Tuesday, July 29, 2008

From the Internet to the Television

Thank you all for visiting my blog! For my returning visitors, good to have you back and for everyone who is new, Welcome!

I write this blog because I love to eat, and what is more, I love the stories behind my food. I'm passionate about flavor and I want to share that with as many people as possible.

This week, I was interviewed by NBC4, for a piece in the Health Section. Anchor Doreen Gentzler investigated confusing food labels at the grocery store and her cameras peeked into my kitchen for a college student's perspective on buying organic.

I'd love to hear your comments, questions and suggestions about my blog. I want to write about what you want to know about!

Thank you again, and Keep Eating!


Java Green for your Greenbacks

If you want your milk from a nut and your meal completely raw, be ready to shell out some serious change. But you'll get a product that is natural as can be. Eating the food at Java Green is like putting pure energy and health straight into your mouth. Java Green Eco Cafe, the vegetarian, organic, and fair trade focused restaurant in Washington DC’s “Golden Triangle” business district is a haven for vegans and vegetarians but has tasty treats for everyone. Except perhaps your wallet. So, before you settle down for a Raw Vanilla Latte at $8 and a $9 dollar Bi-Bim Bob Salad, you better know what you're getting.

First, what is so special about this place? Well initially, it lets you be pretentious about environmental issues by contributing 2% of your final bill to green-friendly charities. But on a less sarcastically scathing note, this little cafĂ© is focused on the right things: your health, the community’s health and the planet’s health. Not to mention, I've met the owner, and he is just as sincere and good natured as one could possibly hope. He really wants you to be healthy.

Second, if you’re going to dine, understand what you’re eating. What the heck is raw bread? The raw diet consists of totally unprocessed uncooked foods, so a raw bread is sprouted grains densely compacted together. "Bird Food!" DJ, the owner told me. The same concept applies for the frappes on the menu, a regular frappe is made with soymilk which is processed (cooked) and a raw frappe is made with nut milk. DJ explained this concept to me: the nuts (usually almonds) are soaked then ground and strained. Some sweet agave nectar and spices are added to give the protein filled liquid a kick. You can actually get this in the store if you really fall in love with it. It is similar to soy milk but rounder feeling in the mouth.
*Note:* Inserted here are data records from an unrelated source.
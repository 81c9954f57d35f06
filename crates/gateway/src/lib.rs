// Copyright 2025 itscheems
//
// Licensed under the Apache License, Version 2.0 (the "License");
// you may not use this file except in compliance with the License.
// You may obtain a copy of the License at
//
//     http://www.apache.org/licenses/LICENSE-2.0
//
// Unless required by applicable law or agreed to in writing, software
// distributed under the License is distributed on an "AS IS" BASIS,
// WITHOUT WARRANTIES OR CONDITIONS OF ANY KIND, either express or implied.
// See the License for the specific language governing permissions and
// limitations under the License.

//! Keystone gateway
//!
//! Authentication and replay-protection gate in front of order-state logic.
//! Every mutating request must carry two independent proofs:
//!
//! - an HMAC over the HTTP request, keyed by the caller's API secret
//! - a wallet signature over the canonical intent, recoverable to the
//!   account's registered wallet address
//!
//! and must be fresh and never seen before. Only then is it forwarded as a
//! [`gate::VerifiedRequest`].
//!
//! The gate itself ([`gate::Gate`]) is transport-neutral; [`handlers`] and
//! [`routes`] adapt it to actix-web.

pub mod admission;
pub mod auth;
pub mod clock;
pub mod config;
pub mod credentials;
pub mod gate;
pub mod handlers;
pub mod intent;
pub mod logging;
pub mod middleware;
pub mod router;
pub mod routes;
pub mod server;

pub use admission::{DedupKey, MemoryReplayStore, ReplayError, ReplayGuard, ReplayStore};
pub use auth::{AuthContext, AuthError};
pub use clock::{Clock, ManualClock, SystemClock};
pub use config::GatewayConfig;
pub use credentials::{ApiCredential, CredentialStore, MemoryCredentialStore, WalletIdentity};
pub use gate::{Gate, GateError, GateRequest, VerifiedRequest};
pub use intent::IntentError;
pub use router::{Acknowledgement, LoggingSink, OrderStateSink, RouterError};
pub use server::GatewayState;
// Copyright 2025 itscheems
//
// Licensed under the Apache License, Version 2.0 (the "License");
// you may not use this file except in compliance with the License.
// You may obtain a copy of the License at
//
//     http://www.apache.org/licenses/LICENSE-2.0
//
// Unless required by applicable law or agreed to in writing, software
// distributed under the License is distributed on an "AS IS" BASIS,
// WITHOUT WARRANTIES OR CONDITIONS OF ANY KIND, either express or implied.
// See the License for the specific language governing permissions and
// limitations under the License.

//! Canonical serialization of request fields
//!
//! Both the HMAC message and the wallet-signed intent message are built from
//! the canonical form produced here. Client and server must agree on it
//! byte-for-byte, so the encoding is fixed:
//!
//! - Keys are sorted lexicographically (byte order), independent of the order
//!   in which the client transmitted them
//! - Compact JSON: no whitespace between tokens
//! - Scalars only: strings, integers and `null`
//! - An empty mapping canonicalizes to the empty string, not `{}`
//!
//! Prices and quantities travel as decimal strings. Floating-point numbers are
//! rejected outright because `0.1`, `0.10` and `1e-1` would otherwise produce
//! three different signed messages for the same value.

use std::collections::BTreeMap;

use serde_json::{Map, Value};
use thiserror::Error;

/// Error types for canonicalization
#[derive(Debug, Clone, PartialEq, Eq, Error)]
pub enum CanonicalError {
	#[error("Malformed payload: field `{0}` is not a scalar")]
	MalformedPayload(String),
}

/// A single canonical field value
#[derive(Debug, Clone, PartialEq, Eq)]
pub enum Scalar {
	Str(String),
	Int(i128),
	Empty,
}

impl Scalar {
	/// Convert a JSON value into a scalar, rejecting anything that has no
	/// single fixed textual representation.
	pub fn from_json(field: &str, value: &Value) -> Result<Self, CanonicalError> {
		match value {
			Value::String(s) => Ok(Scalar::Str(s.clone())),
			Value::Null => Ok(Scalar::Empty),
			Value::Number(n) => {
				if let Some(i) = n.as_i64() {
					Ok(Scalar::Int(i as i128))
				} else if let Some(u) = n.as_u64() {
					Ok(Scalar::Int(u as i128))
				} else {
					Err(CanonicalError::MalformedPayload(field.to_string()))
				}
			}
			Value::Bool(_) | Value::Array(_) | Value::Object(_) => {
				Err(CanonicalError::MalformedPayload(field.to_string()))
			}
		}
	}

	fn write_to(&self, out: &mut String) {
		match self {
			Scalar::Str(s) => out.push_str(&quote(s)),
			Scalar::Int(i) => out.push_str(&i.to_string()),
			Scalar::Empty => out.push_str("null"),
		}
	}
}

impl From<&str> for Scalar {
	fn from(value: &str) -> Self {
		Scalar::Str(value.to_string())
	}
}

impl From<String> for Scalar {
	fn from(value: String) -> Self {
		Scalar::Str(value)
	}
}

impl From<i64> for Scalar {
	fn from(value: i64) -> Self {
		Scalar::Int(value as i128)
	}
}

impl From<u64> for Scalar {
	fn from(value: u64) -> Self {
		Scalar::Int(value as i128)
	}
}

/// Field mapping with a fixed (sorted) iteration order
#[derive(Debug, Clone, Default, PartialEq, Eq)]
pub struct CanonicalPayload {
	fields: BTreeMap<String, Scalar>,
}

impl CanonicalPayload {
	pub fn new() -> Self {
		Self::default()
	}

	/// Build a payload from parsed JSON fields
	pub fn from_json(fields: &Map<String, Value>) -> Result<Self, CanonicalError> {
		let mut payload = Self::new();
		for (key, value) in fields {
			payload.insert(key.clone(), Scalar::from_json(key, value)?);
		}
		Ok(payload)
	}

	pub fn insert(&mut self, key: impl Into<String>, value: impl Into<Scalar>) {
		self.fields.insert(key.into(), value.into());
	}

	pub fn with(mut self, key: impl Into<String>, value: impl Into<Scalar>) -> Self {
		self.insert(key, value);
		self
	}

	pub fn get(&self, key: &str) -> Option<&Scalar> {
		self.fields.get(key)
	}

	pub fn len(&self) -> usize {
		self.fields.len()
	}

	pub fn is_empty(&self) -> bool {
		self.fields.is_empty()
	}

	pub fn keys(&self) -> impl Iterator<Item = &str> {
		self.fields.keys().map(String::as_str)
	}

	/// Serialize into the canonical string
	pub fn to_canonical_string(&self) -> String {
		if self.fields.is_empty() {
			return String::new();
		}

		let mut out = String::with_capacity(16 * self.fields.len());
		out.push('{');
		for (i, (key, value)) in self.fields.iter().enumerate() {
			if i > 0 {
				out.push(',');
			}
			out.push_str(&quote(key));
			out.push(':');
			value.write_to(&mut out);
		}
		out.push('}');
		out
	}
}

/// Canonicalize a request body.
///
/// `None` (no body) and an empty object both yield `""`.
pub fn canonicalize(body: Option<&Map<String, Value>>) -> Result<String, CanonicalError> {
	match body {
		None => Ok(String::new()),
		Some(fields) => Ok(CanonicalPayload::from_json(fields)?.to_canonical_string()),
	}
}

// JSON string escaping, delegated to serde_json so both sides escape identically.
fn quote(s: &str) -> String {
	Value::String(s.to_string()).to_string()
}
Lastly, lets get to my meal. I've made friends with one of the chefs, Joe, and he put together a sampling of four raw salads: kimchee, Kale, Cucumber Radish, and Seaweed. I loved the kale, the sweetness of the marinade did not mask the crucifer’s pungent flavor, but rather heightened its intensity. White sesame seeds were a nice earthy accent. The radish salad capitalized on the daikon’s mild flavor. Please don’t bother with the kimchee here. Decent, but not breath taking. And the seaweed, well, its an aquired taste and texture.

Somehow, after I'd filled up on veggies, I managed to eat a cookie the size of my face. Vegan of course. Without the benefit of butter, the cookie was crumbly, but the vegan chocolate was deliciously rich and creamy.

So, Java Green….worth it? Yes! Stop in to try something unusual and appreciate if for what it is (not to mention the enormous health benefits of a vegetarian lifestyle). And it really is good all around, fresh fresh fresh and burgeoning with flavor. But don’t make a habit out of it, it really is wicked expensive.